Identifier une monnaie : la méthode
Identifier une monnaie, c’est lire les indices que le graveur et l’atelier y ont laissés. Avec une méthode et quelques outils simples, on passe du « je ne sais pas ce que c’est » à une fiche d’identité complète : pays, type, millésime, atelier, métal.
En résumé pour les pressés : examinez dans l’ordre la légende, le millésime, la lettre d’atelier, le différent, la tranche, puis vérifiez métal, poids et diamètre. Ces six repères suffisent à identifier l’immense majorité des monnaies.
Les six repères essentiels
- La légende — le texte qui entoure le motif : nom du souverain ou de la République, valeur faciale, devise. C’est le point de départ : il donne le pays et l’époque.
- Le millésime — l’année de frappe, souvent au revers ou sous le buste. Il conditionne fortement la rareté.
- La lettre d’atelier — une lettre indiquant le lieu de frappe. Deux pièces identiques mais d’ateliers différents peuvent avoir des cotes très éloignées.
- Le différent — un petit symbole (corne d’abondance, abeille, ancre, fleur…) qui identifie le directeur de la Monnaie et le graveur général en poste.
- La tranche — lisse, striée (cannelée) ou inscrite : un indice d’authenticité souvent négligé, et un critère de classement.
- Le métal, le poids et le diamètre — à mesurer : ils doivent correspondre aux caractéristiques officielles du type.

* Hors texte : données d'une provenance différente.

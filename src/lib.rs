//! # matchstream - Streaming client for the match-analysis chat API
//!
//! A small, pragmatic Rust library for consuming the analytics backend's
//! chat endpoint, which streams AI-generated match analysis token-by-token
//! over `text/event-stream`-style protocol lines.
//!
//! ## Features
//! - Async-first, tokio compatible
//! - Incremental UTF-8 decoding, safe across chunk boundaries
//! - Line reassembly for protocol frames split between chunks
//! - Ordered, non-overlapping delivery callbacks per session
//! - Idempotent cancellation handle returned at session start
//!
//! ## Architecture
//!
//! One call to [`StreamClient::stream_chat`] is one session: a single POST
//! whose response body is pulled chunk by chunk through three stages.
//! Each chunk passes through UTF-8 decode ([`decode::Utf8Decoder`]), line
//! reassembly ([`sse::LineReassembler`]), and frame classification
//! ([`sse::classify_line`]), with each accepted payload handed to the
//! caller's [`StreamHandler`] in stream order. The terminal `data: [DONE]`
//! line ends the session immediately; a stream that ends without it has its
//! remainder flushed as one final best-effort frame.
//!
//! ## Example
//! ```no_run
//! use matchstream::{ChatMessage, ChatRequest, StreamClient, StreamHandler, TransportOptions};
//!
//! struct Collect(String);
//!
//! impl StreamHandler for Collect {
//!     fn on_data(&mut self, text: &str) {
//!         self.0.push_str(text);
//!     }
//!     fn on_complete(&mut self) {
//!         println!("{}", self.0);
//!     }
//! }
//!
//! #[tokio::main]
//! async fn main() -> Result<(), Box<dyn std::error::Error>> {
//!     let client = StreamClient::new(
//!         TransportOptions::new("https://api.example.com".to_string()),
//!     )?;
//!
//!     let request = ChatRequest::new(vec![ChatMessage::user(
//!         "Who is likely to win the late kickoff?",
//!     )]);
//!
//!     let handle = client.stream_chat(request, Collect(String::new())).await?;
//!     let _ = handle; // call handle.cancel() to stop early
//!     Ok(())
//! }
//! ```

pub mod client;
pub mod credentials;
pub mod decode;
pub mod http;
pub mod model;
pub mod options;
pub mod session;
pub mod sse;

// Re-exports for convenience
pub use client::{ClientError, StreamClient};
pub use credentials::{CredentialStore, TokenScope};
pub use model::{ChatMessage, ChatRequest, Role};
pub use options::{SecretString, TransportOptions};
pub use session::{StreamHandle, StreamHandler};
//! Streaming session: the pull loop, delivery callbacks, and cancellation.
//!
//! One session covers exactly one HTTP exchange. The loop owns the response
//! byte stream and the per-session decoder and line buffer; nothing is
//! shared across sessions. Chunks are processed strictly in arrival order
//! and callbacks never overlap, because the loop is the only flow of
//! control between a delivery and the next pull.

use bytes::Bytes;
use futures::{Stream, StreamExt};
use tokio::sync::watch;
use tracing::{debug, warn};

use crate::client::ClientError;
use crate::decode::Utf8Decoder;
use crate::sse::{classify_line, Frame, LineReassembler};

/// Caller-facing delivery callbacks for one stream session.
///
/// `on_data` is invoked once per accepted payload frame, in stream order.
/// `on_error` is invoked at most once and never for cancellation.
/// `on_complete` is invoked exactly once, on the terminal sentinel or
/// natural end of input, and never after `on_error`.
pub trait StreamHandler: Send + 'static {
    /// One text delta from the stream.
    fn on_data(&mut self, text: &str);

    /// A non-cancellation failure; the session is over.
    fn on_error(&mut self, _error: &ClientError) {}

    /// The stream finished cleanly.
    fn on_complete(&mut self) {}
}

/// Cancellation handle for an in-flight stream session.
///
/// Returned as soon as the session enters its pull loop. Cancelling
/// interrupts the in-flight or next read; the session then stops silently,
/// with no further callbacks.
///
/// Dropping the handle does not cancel anything; the session runs to its
/// natural end and can simply no longer be cancelled.
#[derive(Debug)]
pub struct StreamHandle {
    cancel_tx: watch::Sender<bool>,
}

impl StreamHandle {
    /// Cancel the session.
    ///
    /// Idempotent and safe to call after the session has already finished.
    pub fn cancel(&self) {
        // A finished session has dropped its receiver; the send result is
        // irrelevant either way.
        let _ = self.cancel_tx.send(true);
    }

    /// Whether cancellation has been requested.
    pub fn is_cancelled(&self) -> bool {
        *self.cancel_tx.borrow()
    }
}

/// Spawn the pull loop on its own task and hand back the cancel handle.
pub(crate) fn spawn<S, E, H>(chunks: S, handler: H) -> StreamHandle
where
    S: Stream<Item = Result<Bytes, E>> + Send + 'static,
    E: Into<ClientError> + Send + 'static,
    H: StreamHandler,
{
    let (cancel_tx, cancel_rx) = watch::channel(false);
    tokio::spawn(drive(chunks, handler, cancel_rx));
    StreamHandle { cancel_tx }
}

enum LoopControl {
    Continue,
    Stop,
}

/// The session pull loop.
///
/// Drives chunk decoding, line reassembly, and frame classification until
/// the terminal sentinel, end of input, a transport error, or cancellation.
/// The byte stream is dropped on every exit path.
async fn drive<S, E, H>(chunks: S, mut handler: H, mut cancel_rx: watch::Receiver<bool>)
where
    S: Stream<Item = Result<Bytes, E>>,
    E: Into<ClientError>,
    H: StreamHandler,
{
    let mut chunks = std::pin::pin!(chunks);
    let mut decoder = Utf8Decoder::new();
    let mut lines = LineReassembler::new();
    // A dropped handle closes the channel without sending; that must not
    // end the session, so the arm is disabled once the channel is closed.
    let mut cancel_open = true;

    loop {
        let next = tokio::select! {
            biased;
            changed = cancel_rx.changed(), if cancel_open => {
                match changed {
                    Ok(()) if *cancel_rx.borrow() => {
                        debug!("session cancelled by caller");
                        return;
                    }
                    Ok(()) => continue,
                    Err(_) => {
                        cancel_open = false;
                        continue;
                    }
                }
            }
            next = chunks.next() => next,
        };

        match next {
            Some(Ok(chunk)) => {
                debug!(bytes = chunk.len(), "chunk received");
                let text = decoder.decode(&chunk);
                if let LoopControl::Stop =
                    dispatch_lines(lines.feed(&text), &mut handler, &cancel_rx)
                {
                    return;
                }
            }
            Some(Err(err)) => {
                let err = err.into();
                warn!(error = %err, "stream read failed");
                handler.on_error(&err);
                return;
            }
            None => {
                // Natural end of input: the decoder may hold a partial
                // character and the reassembler an unterminated line.
                let tail = decoder.finish();
                if let LoopControl::Stop =
                    dispatch_lines(lines.feed(&tail), &mut handler, &cancel_rx)
                {
                    return;
                }
                if *cancel_rx.borrow() {
                    return;
                }
                if let Some(line) = lines.flush() {
                    match classify_line(&line) {
                        Frame::Data(payload) => handler.on_data(&payload),
                        // A trailing sentinel without its newline still just
                        // ends the stream
                        Frame::Done | Frame::Ignore => {}
                    }
                }
                debug!("stream ended");
                handler.on_complete();
                return;
            }
        }
    }
}

/// Classify and deliver a batch of reassembled lines.
///
/// Stops at the terminal sentinel, discarding anything already buffered
/// past it, and goes quiet immediately once cancellation is requested.
fn dispatch_lines<H: StreamHandler>(
    lines: Vec<String>,
    handler: &mut H,
    cancel_rx: &watch::Receiver<bool>,
) -> LoopControl {
    for line in lines {
        if *cancel_rx.borrow() {
            return LoopControl::Stop;
        }
        match classify_line(&line) {
            Frame::Data(payload) => handler.on_data(&payload),
            Frame::Done => {
                debug!("terminal sentinel received");
                handler.on_complete();
                return LoopControl::Stop;
            }
            Frame::Ignore => {}
        }
    }
    LoopControl::Continue
}

#[cfg(test)]
mod tests {
    use super::*;
    use futures::stream;
    use std::sync::{Arc, Mutex};
    use std::time::Duration;

    #[derive(Debug, Clone, PartialEq)]
    enum Event {
        Data(String),
        Error(String),
        Complete,
    }

    #[derive(Clone, Default)]
    struct Recorder {
        events: Arc<Mutex<Vec<Event>>>,
    }

    impl Recorder {
        fn events(&self) -> Vec<Event> {
            self.events.lock().unwrap().clone()
        }
    }

    impl StreamHandler for Recorder {
        fn on_data(&mut self, text: &str) {
            self.events
                .lock()
                .unwrap()
                .push(Event::Data(text.to_string()));
        }

        fn on_error(&mut self, error: &ClientError) {
            self.events
                .lock()
                .unwrap()
                .push(Event::Error(error.to_string()));
        }

        fn on_complete(&mut self) {
            self.events.lock().unwrap().push(Event::Complete);
        }
    }

    fn ok_chunks(parts: &[&[u8]]) -> impl Stream<Item = Result<Bytes, ClientError>> {
        let parts: Vec<Result<Bytes, ClientError>> = parts
            .iter()
            .map(|p| Ok(Bytes::copy_from_slice(p)))
            .collect();
        stream::iter(parts)
    }

    async fn run(parts: &[&[u8]]) -> Vec<Event> {
        let recorder = Recorder::default();
        let (_cancel_tx, cancel_rx) = watch::channel(false);
        drive(ok_chunks(parts), recorder.clone(), cancel_rx).await;
        recorder.events()
    }

    #[tokio::test]
    async fn test_lines_split_across_chunks() {
        let events = run(&[b"data: Hel", b"lo\ndata: Wor", b"ld\ndata: [DONE]\n"]).await;
        assert_eq!(
            events,
            vec![
                Event::Data("Hello".to_string()),
                Event::Data("World".to_string()),
                Event::Complete,
            ]
        );
    }

    #[tokio::test]
    async fn test_empty_payload_line_is_ignored() {
        let events = run(&[b"data: \ndata: ok\n"]).await;
        assert_eq!(
            events,
            vec![Event::Data("ok".to_string()), Event::Complete]
        );
    }

    #[tokio::test]
    async fn test_any_split_point_gives_same_deliveries() {
        // Multi-byte characters force splits mid-character as well as
        // mid-line.
        let full = "data: ét进\ndata: 球ok\n: keep-alive\ndata: [DONE]\n".as_bytes();
        let expected = run(&[full]).await;
        assert_eq!(
            expected,
            vec![
                Event::Data("ét进".to_string()),
                Event::Data("球ok".to_string()),
                Event::Complete,
            ]
        );

        for split in 0..=full.len() {
            let events = run(&[&full[..split], &full[split..]]).await;
            assert_eq!(events, expected, "split at byte {split}");
        }
    }

    #[tokio::test]
    async fn test_sentinel_discards_buffered_tail() {
        let events = run(&[b"data: a\ndata: [DONE]\ndata: never\n"]).await;
        assert_eq!(
            events,
            vec![Event::Data("a".to_string()), Event::Complete]
        );
    }

    #[tokio::test]
    async fn test_unterminated_final_line_is_flushed_once() {
        let events = run(&[b"data: first\ndata: tail"]).await;
        assert_eq!(
            events,
            vec![
                Event::Data("first".to_string()),
                Event::Data("tail".to_string()),
                Event::Complete,
            ]
        );
    }

    #[tokio::test]
    async fn test_whitespace_remainder_is_not_delivered() {
        let events = run(&[b"data: only\n  \t"]).await;
        assert_eq!(
            events,
            vec![Event::Data("only".to_string()), Event::Complete]
        );
    }

    #[tokio::test]
    async fn test_trailing_sentinel_without_newline_completes() {
        let events = run(&[b"data: a\ndata: [DONE]"]).await;
        assert_eq!(
            events,
            vec![Event::Data("a".to_string()), Event::Complete]
        );
    }

    #[tokio::test]
    async fn test_dangling_partial_character_becomes_replacement() {
        let mut bytes = b"data: ok".to_vec();
        bytes.extend_from_slice(&"进".as_bytes()[..2]);
        let events = run(&[&bytes]).await;
        assert_eq!(
            events,
            vec![Event::Data("ok\u{FFFD}".to_string()), Event::Complete]
        );
    }

    #[tokio::test]
    async fn test_read_error_reported_once_without_complete() {
        let recorder = Recorder::default();
        let (_cancel_tx, cancel_rx) = watch::channel(false);
        let chunks = stream::iter(vec![
            Ok(Bytes::from_static(b"data: a\n")),
            Err(ClientError::Config("connection reset".to_string())),
        ]);
        drive(chunks, recorder.clone(), cancel_rx).await;

        assert_eq!(
            recorder.events(),
            vec![
                Event::Data("a".to_string()),
                Event::Error("configuration error: connection reset".to_string()),
            ]
        );
    }

    #[tokio::test]
    async fn test_cancel_goes_silent() {
        let recorder = Recorder::default();
        // One real chunk, then a read that never resolves.
        let chunks = ok_chunks(&[b"data: a\n"]).chain(stream::pending());
        let handle = spawn(chunks, recorder.clone());

        // Wait for the first delivery so we know the loop is parked on the
        // pending read.
        for _ in 0..100 {
            if !recorder.events().is_empty() {
                break;
            }
            tokio::time::sleep(Duration::from_millis(5)).await;
        }
        assert_eq!(recorder.events(), vec![Event::Data("a".to_string())]);

        handle.cancel();
        handle.cancel(); // idempotent
        assert!(handle.is_cancelled());

        tokio::time::sleep(Duration::from_millis(50)).await;
        assert_eq!(recorder.events(), vec![Event::Data("a".to_string())]);
    }

    #[tokio::test]
    async fn test_dropped_handle_does_not_cancel() {
        let recorder = Recorder::default();
        // The chunk arrives only after the handle is long gone.
        let chunks = stream::once(async {
            tokio::time::sleep(Duration::from_millis(20)).await;
            Ok::<_, ClientError>(Bytes::from_static(b"data: a\ndata: [DONE]\n"))
        });
        let handle = spawn(chunks, recorder.clone());
        drop(handle);

        for _ in 0..100 {
            if recorder.events().len() >= 2 {
                break;
            }
            tokio::time::sleep(Duration::from_millis(5)).await;
        }
        assert_eq!(
            recorder.events(),
            vec![Event::Data("a".to_string()), Event::Complete]
        );
    }

    #[tokio::test]
    async fn test_cancel_after_completion_is_safe() {
        let recorder = Recorder::default();
        let handle = spawn(ok_chunks(&[b"data: [DONE]\n"]), recorder.clone());

        for _ in 0..100 {
            if !recorder.events().is_empty() {
                break;
            }
            tokio::time::sleep(Duration::from_millis(5)).await;
        }
        assert_eq!(recorder.events(), vec![Event::Complete]);

        handle.cancel();
        handle.cancel();
        assert_eq!(recorder.events(), vec![Event::Complete]);
    }

    #[tokio::test]
    async fn test_cancel_before_first_read_delivers_nothing() {
        let recorder = Recorder::default();
        let (cancel_tx, cancel_rx) = watch::channel(false);
        let _ = cancel_tx.send(true);
        drive(ok_chunks(&[b"data: a\n"]), recorder.clone(), cancel_rx).await;
        assert_eq!(recorder.events(), vec![]);
    }
}
//! Client handle and error types for the analysis backend.

use std::sync::Arc;

use reqwest::header::{ACCEPT, AUTHORIZATION};
use reqwest::StatusCode;
use thiserror::Error;
use tracing::debug;

use crate::credentials::{resolve_bearer_token, CredentialStore};
use crate::http::{add_extra_headers, build_http_client};
use crate::model::ChatRequest;
use crate::options::TransportOptions;
use crate::session::{self, StreamHandle, StreamHandler};

/// Relative path of the streaming chat endpoint.
const STREAM_CHAT_PATH: &str = "/api/stream/chat";

/// Errors that can occur during client operations.
///
/// Caller-initiated cancellation is not an error and has no variant here;
/// a cancelled session simply stops.
#[derive(Error, Debug)]
pub enum ClientError {
    #[error("HTTP error: {0}")]
    Http(#[from] reqwest::Error),

    #[error("request rejected with status {status}: {body}")]
    Rejected { status: StatusCode, body: String },

    #[error("configuration error: {0}")]
    Config(String),
}

/// Client for the streaming analysis chat endpoint.
///
/// Cheap to construct once and reuse; each [`stream_chat`] call opens an
/// independent session with its own decode state, so sessions may run
/// concurrently.
///
/// [`stream_chat`]: StreamClient::stream_chat
///
/// # Example
/// ```no_run
/// use matchstream::client::StreamClient;
/// use matchstream::model::{ChatMessage, ChatRequest};
/// use matchstream::options::TransportOptions;
/// use matchstream::session::StreamHandler;
///
/// struct Printer;
///
/// impl StreamHandler for Printer {
///     fn on_data(&mut self, text: &str) {
///         print!("{text}");
///     }
/// }
///
/// #[tokio::main]
/// async fn main() -> Result<(), Box<dyn std::error::Error>> {
///     let client = StreamClient::new(
///         TransportOptions::new("https://api.example.com".to_string()),
///     )?;
///
///     let request = ChatRequest::new(vec![ChatMessage::user(
///         "Analyse tonight's derby for me",
///     )])
///     .with_deep_thinking(true);
///
///     let handle = client.stream_chat(request, Printer).await?;
///     // handle.cancel() would stop the stream early
///     let _ = handle;
///     Ok(())
/// }
/// ```
pub struct StreamClient {
    http: reqwest::Client,
    options: TransportOptions,
    credentials: Option<Arc<dyn CredentialStore>>,
}

impl StreamClient {
    /// Create a client from transport options.
    pub fn new(options: TransportOptions) -> Result<Self, ClientError> {
        let http = build_http_client(&options)?;
        Ok(Self {
            http,
            options,
            credentials: None,
        })
    }

    /// Attach a credential store consulted once per session start.
    pub fn with_credentials(mut self, credentials: Arc<dyn CredentialStore>) -> Self {
        self.credentials = Some(credentials);
        self
    }

    /// Start one streaming chat session.
    ///
    /// Sends the request with `stream` forced to `true`, and once a success
    /// status arrives begins pulling the body on a background task,
    /// delivering frames to `handler` in order. Resolves with the
    /// cancellation handle as soon as streaming begins.
    ///
    /// Errors before streaming begins (request construction, connection,
    /// non-success status) are returned from this call *and* reported via
    /// `handler.on_error`; the session never starts. Errors after that are
    /// reported only via `handler.on_error`.
    pub async fn stream_chat<H: StreamHandler>(
        &self,
        request: ChatRequest,
        mut handler: H,
    ) -> Result<StreamHandle, ClientError> {
        match self.open_stream(request).await {
            Ok(response) => Ok(session::spawn(response.bytes_stream(), handler)),
            Err(err) => {
                handler.on_error(&err);
                Err(err)
            }
        }
    }

    /// Issue the POST and negotiate a streaming response.
    async fn open_stream(&self, mut request: ChatRequest) -> Result<reqwest::Response, ClientError> {
        request.stream = Some(true);

        let url = format!("{}{}", self.options.base_url, STREAM_CHAT_PATH);
        let mut req = self
            .http
            .post(&url)
            .header(ACCEPT, "text/event-stream");

        if let Some(store) = &self.credentials {
            if let Some(token) = resolve_bearer_token(store.as_ref()) {
                req = req.header(AUTHORIZATION, format!("Bearer {}", token.expose_secret()));
            }
        }

        req = add_extra_headers(req, &self.options.extra_headers);

        let response = req.json(&request).send().await?;
        let status = response.status();

        if !status.is_success() {
            let body = response.text().await.unwrap_or_default();
            return Err(ClientError::Rejected { status, body });
        }

        debug!(%status, "stream negotiated");
        Ok(response)
    }
}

Les principales lettres d’atelier françaises
| Lettre | Atelier |
|---|---|
| A | Paris |
| B | Rouen |
| D | Lyon |
| K | Bordeaux |
| W | Lille |
Cette liste est partielle et varie selon les époques : un même atelier a pu changer de lettre, et certaines lettres ont été réattribuées. D’où l’intérêt de croiser systématiquement la lettre avec le millésime à l’aide d’un catalogue de référence.
Méthode pas à pas
Commencez par le pays et la valeur faciale (la légende), puis identifiez le type (effigie, motif du revers), enfin le millésime et l’atelier. Vérifiez ensuite que le métal, le poids et le diamètre sont cohérents avec les caractéristiques officielles : un écart sensible signale une pièce usée, une refrappe, ou une copie. Pour les pièces d’or, ce contrôle dimensionnel et pondéral est la première barrière contre les contrefaçons.
Les outils utiles
- Un pied à coulisse pour le diamètre et l’épaisseur.
- Une balance de précision (au centième de gramme).
- Une loupe (×10) pour lire les petits détails et repérer les défauts.
- Un catalogue de référence (type Gadoury ou « Le Franc » pour les monnaies françaises modernes).
Les pièges classiques
Méfiez-vous des pièces nettoyées (une brillance anormale, des microrayures parallèles) : le nettoyage détruit la patine et fait chuter la valeur. Attention aussi aux refrappes et aux copies « souvenir », parfois marquées COPY mais pas toujours. Pour les monnaies d’or très diffusées, la contrefaçon d’investissement existe : un poids ou un diamètre hors tolérance doit immédiatement éveiller le doute.
Questions fréquentes
À quoi sert la lettre d’atelier ?
Elle indique le lieu de frappe de la pièce (A pour Paris, B pour Rouen, etc.). À millésime égal, l’atelier peut faire varier fortement la rareté et donc la valeur.
Qu’est-ce que le « différent » sur une pièce ?
C’est un petit symbole (corne d’abondance, abeille, ancre…) qui identifie le directeur de la Monnaie et le graveur général en poste au moment de la frappe.
Faut-il nettoyer une pièce avant de l’identifier ?
Non. Le nettoyage détruit la patine, laisse des microrayures et fait chuter la valeur. On identifie et on conserve la pièce telle quelle.